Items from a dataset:
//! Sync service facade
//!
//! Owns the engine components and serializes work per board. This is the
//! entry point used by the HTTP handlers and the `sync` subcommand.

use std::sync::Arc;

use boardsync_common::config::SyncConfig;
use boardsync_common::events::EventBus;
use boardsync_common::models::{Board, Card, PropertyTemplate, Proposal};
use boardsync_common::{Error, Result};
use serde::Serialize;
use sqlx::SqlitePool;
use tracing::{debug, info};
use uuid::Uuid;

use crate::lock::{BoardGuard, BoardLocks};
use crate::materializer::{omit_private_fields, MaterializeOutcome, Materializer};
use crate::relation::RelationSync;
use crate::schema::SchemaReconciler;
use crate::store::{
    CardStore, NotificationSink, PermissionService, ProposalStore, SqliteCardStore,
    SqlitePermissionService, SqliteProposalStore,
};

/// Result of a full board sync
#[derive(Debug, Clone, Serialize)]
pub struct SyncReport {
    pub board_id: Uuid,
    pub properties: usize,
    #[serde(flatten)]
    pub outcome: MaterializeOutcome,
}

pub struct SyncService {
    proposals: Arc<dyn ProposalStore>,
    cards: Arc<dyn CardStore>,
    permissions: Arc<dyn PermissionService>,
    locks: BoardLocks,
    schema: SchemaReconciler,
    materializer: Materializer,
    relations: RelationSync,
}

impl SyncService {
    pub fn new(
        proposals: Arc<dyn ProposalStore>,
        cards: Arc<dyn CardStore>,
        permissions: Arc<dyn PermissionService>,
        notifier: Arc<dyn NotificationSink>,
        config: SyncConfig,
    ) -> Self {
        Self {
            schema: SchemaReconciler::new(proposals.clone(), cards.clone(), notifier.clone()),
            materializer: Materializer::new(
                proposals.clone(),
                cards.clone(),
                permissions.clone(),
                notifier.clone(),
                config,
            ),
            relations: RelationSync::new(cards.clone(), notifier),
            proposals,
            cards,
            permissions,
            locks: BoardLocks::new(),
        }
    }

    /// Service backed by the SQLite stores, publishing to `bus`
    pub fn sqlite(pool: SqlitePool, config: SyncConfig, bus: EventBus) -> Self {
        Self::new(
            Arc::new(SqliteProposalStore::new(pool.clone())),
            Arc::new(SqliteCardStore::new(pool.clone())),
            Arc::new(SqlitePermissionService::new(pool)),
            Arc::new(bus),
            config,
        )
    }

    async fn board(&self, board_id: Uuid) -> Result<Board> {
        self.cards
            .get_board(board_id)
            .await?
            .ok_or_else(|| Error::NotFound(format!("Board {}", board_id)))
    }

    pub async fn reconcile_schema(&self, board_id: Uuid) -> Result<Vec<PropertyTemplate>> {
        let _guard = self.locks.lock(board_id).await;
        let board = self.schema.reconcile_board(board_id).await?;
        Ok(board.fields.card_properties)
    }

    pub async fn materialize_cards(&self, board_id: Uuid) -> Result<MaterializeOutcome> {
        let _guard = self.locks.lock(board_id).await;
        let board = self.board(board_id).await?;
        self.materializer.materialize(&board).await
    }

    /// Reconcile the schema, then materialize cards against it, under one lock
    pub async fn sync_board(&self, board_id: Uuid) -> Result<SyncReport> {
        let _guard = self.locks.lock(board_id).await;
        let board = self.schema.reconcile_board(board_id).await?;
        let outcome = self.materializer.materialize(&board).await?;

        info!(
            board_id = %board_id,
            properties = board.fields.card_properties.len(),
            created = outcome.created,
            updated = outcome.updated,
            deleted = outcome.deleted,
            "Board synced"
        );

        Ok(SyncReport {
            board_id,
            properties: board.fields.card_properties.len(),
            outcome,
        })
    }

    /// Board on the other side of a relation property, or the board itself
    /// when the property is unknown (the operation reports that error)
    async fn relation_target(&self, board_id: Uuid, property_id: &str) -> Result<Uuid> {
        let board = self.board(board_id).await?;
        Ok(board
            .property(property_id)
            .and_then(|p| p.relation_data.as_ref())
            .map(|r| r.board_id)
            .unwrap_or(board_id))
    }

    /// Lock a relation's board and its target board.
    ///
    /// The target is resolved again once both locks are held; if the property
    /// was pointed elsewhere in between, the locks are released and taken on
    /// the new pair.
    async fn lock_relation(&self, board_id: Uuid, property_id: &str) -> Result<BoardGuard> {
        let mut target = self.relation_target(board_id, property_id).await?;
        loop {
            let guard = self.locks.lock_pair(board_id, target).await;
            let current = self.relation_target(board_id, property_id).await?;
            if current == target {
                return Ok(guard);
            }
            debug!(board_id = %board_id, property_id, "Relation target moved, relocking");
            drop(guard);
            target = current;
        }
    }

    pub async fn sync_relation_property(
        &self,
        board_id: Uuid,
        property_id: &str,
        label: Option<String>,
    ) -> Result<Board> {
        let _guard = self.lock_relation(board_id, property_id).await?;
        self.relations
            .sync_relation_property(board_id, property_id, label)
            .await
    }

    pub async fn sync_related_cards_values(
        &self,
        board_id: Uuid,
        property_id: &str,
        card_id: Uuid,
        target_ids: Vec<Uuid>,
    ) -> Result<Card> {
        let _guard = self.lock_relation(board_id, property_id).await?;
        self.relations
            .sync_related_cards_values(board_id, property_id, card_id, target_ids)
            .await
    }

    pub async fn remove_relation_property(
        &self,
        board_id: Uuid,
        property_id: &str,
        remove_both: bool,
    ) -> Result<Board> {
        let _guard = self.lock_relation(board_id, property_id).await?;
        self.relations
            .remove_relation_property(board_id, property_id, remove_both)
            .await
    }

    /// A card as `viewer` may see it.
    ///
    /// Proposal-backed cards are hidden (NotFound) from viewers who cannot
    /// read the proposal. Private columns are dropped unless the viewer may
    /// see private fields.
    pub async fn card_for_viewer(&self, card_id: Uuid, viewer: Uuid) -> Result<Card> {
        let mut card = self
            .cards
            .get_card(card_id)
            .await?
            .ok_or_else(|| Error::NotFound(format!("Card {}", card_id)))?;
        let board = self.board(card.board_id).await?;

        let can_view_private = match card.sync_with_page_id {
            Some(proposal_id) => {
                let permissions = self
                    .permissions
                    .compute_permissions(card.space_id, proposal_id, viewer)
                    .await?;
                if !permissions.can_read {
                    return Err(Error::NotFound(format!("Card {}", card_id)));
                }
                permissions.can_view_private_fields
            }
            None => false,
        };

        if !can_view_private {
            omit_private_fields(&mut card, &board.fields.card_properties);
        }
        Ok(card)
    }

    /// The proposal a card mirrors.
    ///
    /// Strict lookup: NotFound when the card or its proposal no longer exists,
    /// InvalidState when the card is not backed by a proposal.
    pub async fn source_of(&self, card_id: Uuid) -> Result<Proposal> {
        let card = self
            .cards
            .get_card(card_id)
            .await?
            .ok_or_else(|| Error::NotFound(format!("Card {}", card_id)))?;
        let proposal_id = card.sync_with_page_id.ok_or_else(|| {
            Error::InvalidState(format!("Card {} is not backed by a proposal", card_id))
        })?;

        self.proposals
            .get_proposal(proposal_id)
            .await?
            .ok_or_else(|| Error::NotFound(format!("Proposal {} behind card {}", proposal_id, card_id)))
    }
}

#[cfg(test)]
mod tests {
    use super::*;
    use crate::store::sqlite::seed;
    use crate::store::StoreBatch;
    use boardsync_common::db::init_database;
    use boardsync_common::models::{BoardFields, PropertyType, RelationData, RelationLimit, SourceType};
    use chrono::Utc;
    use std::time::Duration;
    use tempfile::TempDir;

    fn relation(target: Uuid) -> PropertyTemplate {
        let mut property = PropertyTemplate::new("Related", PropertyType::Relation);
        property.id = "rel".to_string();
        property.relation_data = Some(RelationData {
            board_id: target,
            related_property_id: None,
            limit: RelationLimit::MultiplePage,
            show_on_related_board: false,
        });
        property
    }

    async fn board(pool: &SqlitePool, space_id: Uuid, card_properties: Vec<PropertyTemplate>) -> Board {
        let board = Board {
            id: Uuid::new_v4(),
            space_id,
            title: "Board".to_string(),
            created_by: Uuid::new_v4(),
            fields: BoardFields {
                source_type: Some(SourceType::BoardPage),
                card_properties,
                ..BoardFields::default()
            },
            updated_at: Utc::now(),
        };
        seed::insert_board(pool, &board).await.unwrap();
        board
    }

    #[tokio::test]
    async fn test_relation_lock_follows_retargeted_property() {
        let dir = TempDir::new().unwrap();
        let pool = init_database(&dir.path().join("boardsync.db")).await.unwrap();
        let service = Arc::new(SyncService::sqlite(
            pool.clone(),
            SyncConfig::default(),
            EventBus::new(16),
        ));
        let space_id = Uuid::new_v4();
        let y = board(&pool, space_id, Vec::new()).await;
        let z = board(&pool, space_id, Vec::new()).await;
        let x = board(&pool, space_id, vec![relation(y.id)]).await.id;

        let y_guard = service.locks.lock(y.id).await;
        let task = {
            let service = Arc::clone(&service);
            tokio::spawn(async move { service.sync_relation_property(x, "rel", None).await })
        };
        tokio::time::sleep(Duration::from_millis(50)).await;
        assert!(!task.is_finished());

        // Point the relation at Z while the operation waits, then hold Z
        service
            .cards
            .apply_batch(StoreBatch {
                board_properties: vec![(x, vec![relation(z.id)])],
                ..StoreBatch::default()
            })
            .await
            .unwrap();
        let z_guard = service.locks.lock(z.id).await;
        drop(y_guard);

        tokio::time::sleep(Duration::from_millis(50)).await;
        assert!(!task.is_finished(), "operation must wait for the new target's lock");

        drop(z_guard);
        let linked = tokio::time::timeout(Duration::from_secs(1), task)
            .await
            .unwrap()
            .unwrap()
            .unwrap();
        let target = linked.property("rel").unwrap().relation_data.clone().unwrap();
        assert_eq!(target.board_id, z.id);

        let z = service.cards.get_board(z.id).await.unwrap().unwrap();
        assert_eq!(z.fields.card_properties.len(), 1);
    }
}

**Goal of the exercise**
Could you please retype the lines from the start of the data through the line with "#[serde(flatten)]", both included, and nothing else?

**Output**
//! Sync service facade
//!
//! Owns the engine components and serializes work per board. This is the
//! entry point used by the HTTP handlers and the `sync` subcommand.

use std::sync::Arc;

use boardsync_common::config::SyncConfig;
use boardsync_common::events::EventBus;
use boardsync_common::models::{Board, Card, PropertyTemplate, Proposal};
use boardsync_common::{Error, Result};
use serde::Serialize;
use sqlx::SqlitePool;
use tracing::{debug, info};
use uuid::Uuid;

use crate::lock::{BoardGuard, BoardLocks};
use crate::materializer::{omit_private_fields, MaterializeOutcome, Materializer};
use crate::relation::RelationSync;
use crate::schema::SchemaReconciler;
use crate::store::{
    CardStore, NotificationSink, PermissionService, ProposalStore, SqliteCardStore,
    SqlitePermissionService, SqliteProposalStore,
};

/// Result of a full board sync
#[derive(Debug, Clone, Serialize)]
pub struct SyncReport {
    pub board_id: Uuid,
    pub properties: usize,
    #[serde(flatten)]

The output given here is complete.